[Rezension] Die Legende der Wächter Band 1

Die Legende der Wächter Teil 1: Die Entführung – Kathryn Lasky

Originaltitel, erschienen 2003: Legend of the Guardians: The Owls of Ga’Hoole

Ravensburger Verlag, 2. Auflage 2010
Hardcover, 271 Seiten

14,95 €

Die junge Schleiereule Soren findet sich eines Nachts auf dem Waldboden wieder, und das, wo Soren doch noch gar nicht flügge ist! Doch bevor seine Eltern ihn retten können wird er entführt, und in ein geheimes Waisenhaus gebracht, das Sankt Ägolius-Internat. Dort sollen mit ihm viele weitere junge Eulenküken ruhig gestellt und für böse Zwecke misbraucht werden. „Mondwirr“ gemacht, sollen sie für die Herrscher des Internats arbeiten, und vor allem die wertvollen „Tupfen“ finden. Doch Soren schafft es gemeinsam mit der Elfenkäuzin Gylfie der Wirrnis zu entgehen und sich das Fliegen beizubringen.
Schließlich schaffen sie es sogar zu fliehen, und als sie auf dem Weg den Bartkauz Morgengrau treffen, beschließen sie, zum Hoole-Meer zu fliegen, und den Ga’Hoole-Baum mit den Sagengestalten, den Wächtern, zu finden. Irgendwie muss es ihnen gelingen, dem Internat den Gar aus zu machen!

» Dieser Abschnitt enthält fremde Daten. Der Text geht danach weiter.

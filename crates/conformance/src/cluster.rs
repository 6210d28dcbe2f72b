//! Orchestrator access through kubectl.
//!
//! This module provides `ServingClient`, a thin read/apply/delete wrapper over
//! `kubectl` for the serving resources the scenarios touch. kubectl keeps the
//! suite independent of any particular kubeconfig auth plugin.

use crate::conditions::ResourceSnapshot;
use crate::config::ConformanceConfig;
use crate::eventual::{poll_until, PollError, PollSettings};
use crate::matchers::StatePredicate;
use std::process::Stdio;
use thiserror::Error;
use tokio::io::AsyncWriteExt;
use tokio::process::Command;
use tracing::debug;

/// Cluster access errors.
#[derive(Debug, Error)]
pub enum ClusterError {
    #[error("{kind} {name} not found")]
    NotFound { kind: &'static str, name: String },

    #[error("kubectl {args} failed: {stderr}")]
    Kubectl { args: String, stderr: String },

    #[error("Failed to run kubectl: {0}")]
    Spawn(#[from] std::io::Error),

    #[error("Unparsable kubectl output: {0}")]
    Json(#[from] serde_json::Error),

    #[error("{kind} {name} has no {field} yet")]
    MissingField {
        kind: &'static str,
        name: String,
        field: &'static str,
    },
}

impl ClusterError {
    /// Whether a retry might succeed.
    pub fn is_transient(&self) -> bool {
        matches!(
            self,
            ClusterError::NotFound { .. } | ClusterError::MissingField { .. }
        )
    }
}

/// Serving resource kinds the suite reads.
#[derive(Debug, Clone, Copy, PartialEq, Eq)]
pub enum ResourceKind {
    Configuration,
    Revision,
}

impl ResourceKind {
    /// Fully-qualified kubectl resource name.
    pub fn resource(&self) -> &'static str {
        match self {
            ResourceKind::Configuration => "configurations.serving.knative.dev",
            ResourceKind::Revision => "revisions.serving.knative.dev",
        }
    }

    pub fn kind(&self) -> &'static str {
        match self {
            ResourceKind::Configuration => "Configuration",
            ResourceKind::Revision => "Revision",
        }
    }
}

/// Client for serving resources in one namespace.
#[derive(Debug, Clone)]
pub struct ServingClient {
    kubectl: String,
    kube_context: Option<String>,
    namespace: String,
    poll: PollSettings,
}

impl ServingClient {
    pub fn new(config: &ConformanceConfig) -> Self {
        Self {
            kubectl: config.kubectl.clone(),
            kube_context: config.kube_context.clone(),
            namespace: config.namespace.clone(),
            poll: config.poll,
        }
    }

    pub fn namespace(&self) -> &str {
        &self.namespace
    }

    /// Arguments common to every invocation.
    pub fn base_args(&self) -> Vec<String> {
        let mut args = Vec::new();
        if let Some(context) = &self.kube_context {
            args.push("--context".to_string());
            args.push(context.clone());
        }
        args.push("--namespace".to_string());
        args.push(self.namespace.clone());
        args
    }

    pub fn kubectl(&self) -> &str {
        &self.kubectl
    }

    async fn run(&self, args: &[&str], stdin: Option<Vec<u8>>) -> Result<Vec<u8>, ClusterError> {
        let mut command = Command::new(&self.kubectl);
        command
            .args(self.base_args())
            .args(args)
            .stdout(Stdio::piped())
            .stderr(Stdio::piped())
            .stdin(if stdin.is_some() {
                Stdio::piped()
            } else {
                Stdio::null()
            })
            .kill_on_drop(true);

        debug!(kubectl = %self.kubectl, args = ?args, "Running kubectl");

        let mut child = command.spawn()?;
        if let (Some(input), Some(mut pipe)) = (stdin, child.stdin.take()) {
            // A kubectl that exits early is reported through its exit status.
            if let Err(e) = pipe.write_all(&input).await {
                if e.kind() != std::io::ErrorKind::BrokenPipe {
                    return Err(e.into());
                }
            }
            // Close stdin so kubectl sees EOF.
            drop(pipe);
        }

        let output = child.wait_with_output().await?;
        if !output.status.success() {
            return Err(ClusterError::Kubectl {
                args: args.join(" "),
                stderr: String::from_utf8_lossy(&output.stderr).trim().to_string(),
            });
        }

        Ok(output.stdout)
    }

    /// Read one resource.
    pub async fn get(
        &self,
        kind: ResourceKind,
        name: &str,
    ) -> Result<ResourceSnapshot, ClusterError> {
        let stdout = self
            .run(&["get", kind.resource(), name, "--output", "json"], None)
            .await
            .map_err(|e| match e {
                ClusterError::Kubectl { stderr, .. } if is_not_found(&stderr) => {
                    ClusterError::NotFound {
                        kind: kind.kind(),
                        name: name.to_string(),
                    }
                }
                other => other,
            })?;

        Ok(serde_json::from_slice(&stdout)?)
    }

    pub async fn get_configuration(&self, name: &str) -> Result<ResourceSnapshot, ClusterError> {
        self.get(ResourceKind::Configuration, name).await
    }

    pub async fn get_revision(&self, name: &str) -> Result<ResourceSnapshot, ClusterError> {
        self.get(ResourceKind::Revision, name).await
    }

    /// Create or update a Configuration from its JSON manifest.
    pub async fn create_configuration(
        &self,
        manifest: &serde_json::Value,
    ) -> Result<(), ClusterError> {
        let body = serde_json::to_vec(manifest)?;
        self.run(&["apply", "--filename", "-"], Some(body)).await?;
        Ok(())
    }

    /// Delete a Configuration (and, through owner references, its Revisions).
    pub async fn delete_configuration(&self, name: &str) -> Result<(), ClusterError> {
        let args = delete_configuration_args(name);
        let args: Vec<&str> = args.iter().map(String::as_str).collect();
        self.run(&args, None).await?;
        Ok(())
    }

    /// Poll a Configuration until `predicate` settles.
    ///
    /// `description` names the wait in logs and timeout errors, e.g.
    /// `"ConfigContainersCrashing"`.
    pub async fn wait_for_configuration_state<P>(
        &self,
        name: &str,
        predicate: &P,
        description: &str,
    ) -> Result<ResourceSnapshot, PollError>
    where
        P: StatePredicate<ResourceSnapshot> + ?Sized,
    {
        poll_until(
            description,
            self.poll,
            || self.get_configuration(name),
            predicate,
        )
        .await
    }

    /// Poll a Revision until `predicate` settles.
    pub async fn wait_for_revision_state<P>(
        &self,
        name: &str,
        predicate: &P,
        description: &str,
    ) -> Result<ResourceSnapshot, PollError>
    where
        P: StatePredicate<ResourceSnapshot> + ?Sized,
    {
        poll_until(description, self.poll, || self.get_revision(name), predicate).await
    }

    /// Name of the newest Revision stamped out by a Configuration.
    pub async fn revision_from_configuration(&self, name: &str) -> Result<String, ClusterError> {
        let snapshot = self.get_configuration(name).await?;
        latest_created_revision(&snapshot)
    }

    /// Log URL published on a Revision's status.
    pub async fn log_url_from_revision(&self, name: &str) -> Result<String, ClusterError> {
        let snapshot = self.get_revision(name).await?;
        log_url(&snapshot)
    }

    /// Whether the test namespace exists and the API server answers.
    pub async fn check_namespace(&self) -> Result<(), ClusterError> {
        let namespace = self.namespace.clone();
        self.run(&["get", "namespace", &namespace, "--output", "name"], None)
            .await
            .map_err(|e| match e {
                ClusterError::Kubectl { stderr, .. } if is_not_found(&stderr) => {
                    ClusterError::NotFound {
                        kind: "Namespace",
                        name: namespace.clone(),
                    }
                }
                other => other,
            })?;
        Ok(())
    }

    /// Whether the serving CRDs are installed.
    pub async fn check_serving_api(&self) -> Result<(), ClusterError> {
        self.run(
            &[
                "get",
                "customresourcedefinition",
                ResourceKind::Configuration.resource(),
                "--output",
                "name",
            ],
            None,
        )
        .await?;
        Ok(())
    }
}

/// kubectl arguments that delete a Configuration without waiting, minus the
/// context and namespace flags from `ServingClient::base_args`.
pub(crate) fn delete_configuration_args(name: &str) -> Vec<String> {
    vec![
        "delete".to_string(),
        ResourceKind::Configuration.resource().to_string(),
        name.to_string(),
        "--ignore-not-found=true".to_string(),
        "--wait=false".to_string(),
    ]
}

fn is_not_found(stderr: &str) -> bool {
    stderr.contains("NotFound") || stderr.contains("not found")
}

fn latest_created_revision(snapshot: &ResourceSnapshot) -> Result<String, ClusterError> {
    snapshot
        .status
        .latest_created_revision_name
        .clone()
        .filter(|n| !n.is_empty())
        .ok_or_else(|| ClusterError::MissingField {
            kind: "Configuration",
            name: snapshot.name().to_string(),
            field: "latestCreatedRevisionName",
        })
}

fn log_url(snapshot: &ResourceSnapshot) -> Result<String, ClusterError> {
    snapshot
        .status
        .log_url
        .clone()
        .filter(|u| !u.is_empty())
        .ok_or_else(|| ClusterError::MissingField {
            kind: "Revision",
            name: snapshot.name().to_string(),
            field: "logUrl",
        })
}

#[cfg(test)]
mod tests {
    use super::*;
    use serde_json::json;

    fn client(context: Option<&str>) -> ServingClient {
        ServingClient::new(&ConformanceConfig {
            kube_context: context.map(str::to_string),
            ..Default::default()
        })
    }

    #[test]
    fn test_base_args_without_context() {
        assert_eq!(
            client(None).base_args(),
            vec!["--namespace", "serving-tests"]
        );
    }

    #[test]
    fn test_base_args_with_context() {
        assert_eq!(
            client(Some("kind-serving")).base_args(),
            vec!["--context", "kind-serving", "--namespace", "serving-tests"]
        );
    }

    #[test]
    fn test_resource_kinds() {
        assert_eq!(
            ResourceKind::Configuration.resource(),
            "configurations.serving.knative.dev"
        );
        assert_eq!(ResourceKind::Revision.kind(), "Revision");
    }

    #[test]
    fn test_not_found_detection() {
        assert!(is_not_found(
            "Error from server (NotFound): configurations.serving.knative.dev \"x\" not found"
        ));
        assert!(!is_not_found("error: You must be logged in to the server"));
    }

    #[test]
    fn test_latest_created_revision() {
        let snapshot: ResourceSnapshot = serde_json::from_value(json!({
            "kind": "Configuration",
            "metadata": {"name": "cfg"},
            "status": {"latestCreatedRevisionName": "cfg-00001"}
        }))
        .unwrap();

        assert_eq!(latest_created_revision(&snapshot).unwrap(), "cfg-00001");
    }

    #[test]
    fn test_missing_revision_and_log_url() {
        let snapshot = ResourceSnapshot::new("Configuration", "cfg");

        let err = latest_created_revision(&snapshot).unwrap_err();
        assert!(err.is_transient());
        assert!(err.to_string().contains("latestCreatedRevisionName"));

        let err = log_url(&ResourceSnapshot::new("Revision", "cfg-00001")).unwrap_err();
        assert!(err.to_string().contains("logUrl"));
    }

    #[test]
    fn test_empty_log_url_is_missing() {
        let snapshot: ResourceSnapshot = serde_json::from_value(json!({
            "metadata": {"name": "rev"},
            "status": {"logUrl": ""}
        }))
        .unwrap();

        assert!(log_url(&snapshot).is_err());
    }

    #[test]
    fn test_delete_configuration_args() {
        assert_eq!(
            delete_configuration_args("crashy-abcdefgh"),
            vec![
                "delete",
                "configurations.serving.knative.dev",
                "crashy-abcdefgh",
                "--ignore-not-found=true",
                "--wait=false",
            ]
        );
    }

    fn client_with_binary(kubectl: &str) -> ServingClient {
        ServingClient::new(&ConformanceConfig {
            kubectl: kubectl.to_string(),
            ..Default::default()
        })
    }

    #[cfg(unix)]
    #[tokio::test]
    async fn test_delete_configuration_runs_delete() {
        // `true` stands in for a kubectl that succeeds.
        client_with_binary("true")
            .delete_configuration("crashy-abcdefgh")
            .await
            .expect("delete should succeed when kubectl exits 0");

        let err = client_with_binary("false")
            .delete_configuration("crashy-abcdefgh")
            .await
            .expect_err("non-zero exit is a kubectl error");
        match err {
            ClusterError::Kubectl { args, .. } => assert_eq!(
                args,
                "delete configurations.serving.knative.dev crashy-abcdefgh \
                 --ignore-not-found=true --wait=false"
            ),
            other => panic!("expected kubectl error, got {other:?}"),
        }
    }

    #[cfg(unix)]
    #[tokio::test]
    async fn test_create_configuration_applies_from_stdin() {
        let manifest = json!({"kind": "Configuration", "metadata": {"name": "cfg"}});

        client_with_binary("true")
            .create_configuration(&manifest)
            .await
            .expect("apply should succeed when kubectl exits 0");

        let err = client_with_binary("false")
            .create_configuration(&manifest)
            .await
            .expect_err("non-zero exit is a kubectl error");
        assert!(matches!(
            err,
            ClusterError::Kubectl { ref args, .. } if args == "apply --filename -"
        ));
    }

    #[tokio::test]
    async fn test_missing_kubectl_binary_is_spawn_error() {
        let client = ServingClient::new(&ConformanceConfig {
            kubectl: "kubectl-that-does-not-exist-7c1e".to_string(),
            ..Default::default()
        });

        let result = client.get_configuration("anything").await;
        assert!(matches!(result, Err(ClusterError::Spawn(_))));
    }
}
// mesh.rs — renderable meshes produced by the scene assembler

use bspview_common::bspfile::DispTriTags;
use bspview_common::mathlib::{cross_product, vector_add, vector_normalize, vector_subtract, Vec3};

/// Vertex layout handed to the renderer for upload.
#[repr(C)]
#[derive(Debug, Clone, Copy, Default, PartialEq, bytemuck::Pod, bytemuck::Zeroable)]
pub struct MeshVertex {
    pub position: [f32; 3],
    pub normal: [f32; 3],
    /// Blend weight; 0 for flat faces.
    pub alpha: f32,
}

/// Flat polygon of one face, fan-triangulated.
#[derive(Debug, Clone, PartialEq)]
pub struct FaceMesh {
    pub face: usize,
    pub normal: Vec3,
    pub vertices: Vec<MeshVertex>,
    pub indices: Vec<u32>,
}

impl FaceMesh {
    pub fn triangle_count(&self) -> usize {
        self.indices.len() / 3
    }

    pub fn vertex_bytes(&self) -> &[u8] {
        bytemuck::cast_slice(&self.vertices)
    }
}

/// Triangulated displacement grid. Node `(i, j)` is vertex `i * side + j`.
#[derive(Debug, Clone, PartialEq)]
pub struct DisplacementMesh {
    pub face: usize,
    pub disp_info: usize,
    pub power: u32,
    pub side: usize,
    pub vertices: Vec<MeshVertex>,
    pub indices: Vec<u32>,
    /// One entry per triangle.
    pub tri_tags: Vec<DispTriTags>,
}

impl DisplacementMesh {
    pub fn node_count(&self) -> usize {
        self.vertices.len()
    }

    pub fn triangle_count(&self) -> usize {
        self.indices.len() / 3
    }

    pub fn vertex_bytes(&self) -> &[u8] {
        bytemuck::cast_slice(&self.vertices)
    }

    pub fn walkable_triangles(&self) -> usize {
        self.tri_tags
            .iter()
            .filter(|t| t.contains(DispTriTags::WALKABLE))
            .count()
    }
}

/// Either kind of geometry for one face.
#[derive(Debug, Clone, Copy, PartialEq)]
pub enum FaceGeometry<'a> {
    Flat(&'a FaceMesh),
    Displacement(&'a DisplacementMesh),
}

impl FaceGeometry<'_> {
    pub fn vertices(&self) -> &[MeshVertex] {
        match self {
            FaceGeometry::Flat(m) => &m.vertices,
            FaceGeometry::Displacement(m) => &m.vertices,
        }
    }

    pub fn indices(&self) -> &[u32] {
        match self {
            FaceGeometry::Flat(m) => &m.indices,
            FaceGeometry::Displacement(m) => &m.indices,
        }
    }
}

/// Area-weighted vertex normals from an indexed triangle list.
pub(crate) fn smooth_normals(positions: &[Vec3], indices: &[u32]) -> Vec<Vec3> {
    let mut normals = vec![[0.0f32; 3]; positions.len()];
    for tri in indices.chunks_exact(3) {
        let [a, b, c] = [tri[0] as usize, tri[1] as usize, tri[2] as usize];
        let e1 = vector_subtract(&positions[b], &positions[a]);
        let e2 = vector_subtract(&positions[c], &positions[a]);
        let n = cross_product(&e1, &e2);
        for v in [a, b, c] {
            normals[v] = vector_add(&normals[v], &n);
        }
    }
    for n in &mut normals {
        vector_normalize(n);
    }
    normals
}

#[cfg(test)]
mod tests {
    use super::*;

    #[test]
    fn vertex_layout_is_tightly_packed() {
        assert_eq!(std::mem::size_of::<MeshVertex>(), 28);
        let mesh = FaceMesh {
            face: 0,
            normal: [0.0, 0.0, 1.0],
            vertices: vec![MeshVertex::default(); 3],
            indices: vec![0, 1, 2],
        };
        assert_eq!(mesh.vertex_bytes().len(), 84);
        assert_eq!(mesh.triangle_count(), 1);
    }

    #[test]
    fn smooth_normals_of_flat_quad() {
        let positions = [
            [0.0, 0.0, 0.0],
            [1.0, 0.0, 0.0],
            [1.0, 1.0, 0.0],
            [0.0, 1.0, 0.0],
        ];
        let normals = smooth_normals(&positions, &[0, 1, 2, 0, 2, 3]);
        for n in normals {
            assert!((n[2] - 1.0).abs() < 1e-6);
        }
    }
}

Nach dem Film war ich sehr gespannt auf das Buch, auch wenn ich wusste, dass der Film mehr als den ersten Teil abdeckt.
Und im Vergleich ist „Die Entführung“ ein tolles, abenteuerliches Kinderbuch.
Soren und Gylfie sind sehr einfach gestrickt, ihre Absichten sind deutlich. Lasky trennt in ihrer Geschichte klar zwischen gut und böse.
Während ich zu Anfang etwas mehr Spannung und Fortschritt vermisste, werden plötzlich Eulen zerfleischt, und die bösen Leiter des Internats rupfen Soren sämtliche Federn aus. Es irritierte mich etwas, dass es so einen krassen Schnitt gibt zwischen dem Dahingeplätscher der Fluchtvorbereitung, den Informationen über Eulen und die beiden Eulenkinder, und den grauenhaften Szenen und Gewaltbeschreibungen (die zum Glück nur zweimal sehr heftig ausfielen).
Sehr schön waren allerdings die Beschreibungen aus Sicht von Soren und Gylfie, die jeweils eine andere Sichtweise haben, und ihre Umgebung anders wahrnehmen.

Einem 10-jährigen Kind würde ich das Buch vielleicht noch nicht vorlesen, eventuell, wenn es vorher den Film gesehen hat (der die Gewalt anders aufzeigt… nicht so plötzlich und so ganz anders als die vorhergehende Handlung), aber schon gar nicht zum Einschlafen.
Für mich war das Buch ganz in Ordnung, ich bin auch sehr gespannt auf die beiden Fortsetzungen.

Vielen Dank an den Verlag für das Rezensionsexemplar!